(THE DATA):
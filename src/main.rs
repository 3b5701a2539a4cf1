use std::future::IntoFuture;
use std::process;
use std::sync::Arc;
use std::time::Duration;

use anyhow::Context;
use clap::Parser;
use tokio_util::sync::CancellationToken;
use tracing::{error, info, warn};
use tracing_subscriber::EnvFilter;

use cloudburst::agent::{Agent, AgentError};
use cloudburst::cli::{AgentArgs, Cli, Commands, ServeArgs};
use cloudburst::config::{default_config_path, ScalerConfig};
use cloudburst::fleet::{api::create_fleet_router, spawn_ttl_sweeper, Fleet, FleetConfig};
use cloudburst::lifecycle::LifecycleEngine;
use cloudburst::scaler::{proxy::create_proxy_router, watchdog::spawn_idle_watchdog, Scaler};

#[tokio::main]
async fn main() {
    let cli = Cli::parse();

    let filter = match cli.verbose {
        0 => "info",
        1 => "debug",
        _ => "trace",
    };
    tracing_subscriber::fmt()
        .with_env_filter(
            EnvFilter::try_from_default_env().unwrap_or_else(|_| EnvFilter::new(filter)),
        )
        .init();

    let result = match cli.command {
        Commands::Serve(args) => run_serve(args).await,
        Commands::Agent(args) => run_agent(args).await,
    };

    if let Err(e) = result {
        error!("{e}");
        process::exit(1);
    }
}

async fn run_serve(args: ServeArgs) -> anyhow::Result<()> {
    if let Some(ref env_file) = args.env_file {
        dotenvy::from_path(env_file)
            .with_context(|| format!("failed to load env file {}", env_file.display()))?;
    }

    let config_path = args.config.unwrap_or_else(default_config_path);
    let mut config = ScalerConfig::load(&config_path)?;
    if let Some(bind) = args.bind_addr {
        config.bind_addr = bind;
    }
    if let Some(port) = args.proxy_port {
        config.proxy_port = port;
    }
    if let Some(port) = args.fleet_port {
        config.fleet_port = port;
    }

    let shutdown = CancellationToken::new();

    let fleet = Arc::new(Fleet::new(FleetConfig {
        heartbeat_interval_sec: config.heartbeat_interval_sec,
        status_interval_sec: config.status_interval_sec,
        reserved_node_ids: config.reserved_node_ids(),
        ..Default::default()
    }));
    spawn_ttl_sweeper(fleet.clone(), shutdown.clone());

    let engine = Arc::new(LifecycleEngine::from_scaler_config(&config));
    info!(workers = ?engine.worker_names(), "probing initial worker states");
    engine.init().await;
    engine.spawn_background_probes(shutdown.clone());

    let scaler = Arc::new(Scaler::new(config.clone(), engine, fleet.clone()));
    spawn_idle_watchdog(scaler.clone(), shutdown.clone());

    let proxy_addr = format!("{}:{}", config.bind_addr, config.proxy_port);
    let fleet_addr = format!("{}:{}", config.bind_addr, config.fleet_port);

    let proxy_listener = tokio::net::TcpListener::bind(&proxy_addr)
        .await
        .with_context(|| format!("failed to bind proxy listener on {proxy_addr}"))?;
    let fleet_listener = tokio::net::TcpListener::bind(&fleet_addr)
        .await
        .with_context(|| format!("failed to bind fleet listener on {fleet_addr}"))?;

    info!("proxy listening on {proxy_addr}");
    info!("fleet control plane listening on {fleet_addr}");
    info!("control endpoints under {}/", cloudburst::config::CONTROL_PREFIX);

    let proxy_app = create_proxy_router(scaler);
    let fleet_app = create_fleet_router(fleet);

    let proxy_task = tokio::spawn(
        axum::serve(proxy_listener, proxy_app)
            .with_graceful_shutdown(shutdown.clone().cancelled_owned())
            .into_future(),
    );
    let fleet_task = tokio::spawn(
        axum::serve(fleet_listener, fleet_app)
            .with_graceful_shutdown(shutdown.clone().cancelled_owned())
            .into_future(),
    );

    // SIGINT/SIGTERM triggers the top-level cancellation
    let signal_token = shutdown.clone();
    tokio::spawn(async move {
        wait_for_signal().await;
        info!("shutdown signal received, draining");
        signal_token.cancel();
    });

    shutdown.cancelled().await;

    // Drain in-flight requests, bounded by the grace period
    let grace = Duration::from_secs(config.shutdown_grace_secs);
    let drained = tokio::time::timeout(grace, async {
        let _ = proxy_task.await;
        let _ = fleet_task.await;
    })
    .await;
    if drained.is_err() {
        warn!(grace_secs = grace.as_secs(), "drain grace expired, exiting anyway");
    }

    info!("scaler stopped");
    Ok(())
}

async fn run_agent(args: AgentArgs) -> anyhow::Result<()> {
    if let Some(ref env_file) = args.env_file {
        dotenvy::from_path(env_file)
            .with_context(|| format!("failed to load env file {}", env_file.display()))?;
    }

    let config = args.to_config().map_err(anyhow::Error::msg)?;
    let agent = Agent::new(config);

    let shutdown = CancellationToken::new();
    let signal_token = shutdown.clone();
    tokio::spawn(async move {
        wait_for_signal().await;
        info!("shutdown signal received");
        signal_token.cancel();
    });

    match agent.run(shutdown).await {
        Ok(()) => Ok(()),
        // Registration rejection is the agent's fatal exit path
        Err(e @ AgentError::RegistrationRejected(_)) => Err(e.into()),
        Err(e) => Err(e).context("agent failed"),
    }
}

async fn wait_for_signal() {
    #[cfg(unix)]
    {
        use tokio::signal::unix::{signal, SignalKind};
        let mut sigterm = signal(SignalKind::terminate()).expect("failed to install SIGTERM handler");
        tokio::select! {
            _ = tokio::signal::ctrl_c() => {}
            _ = sigterm.recv() => {}
        }
    }
    #[cfg(not(unix))]
    {
        let _ = tokio::signal::ctrl_c().await;
    }
}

(WHAT THE TASK ASKS): Whenever the string "FleetConfig" occurs in a line of the entries above, copy that line.

(RESPONSE TO THIS TASK):
use cloudburst::fleet::{api::create_fleet_router, spawn_ttl_sweeper, Fleet, FleetConfig};
    let fleet = Arc::new(Fleet::new(FleetConfig {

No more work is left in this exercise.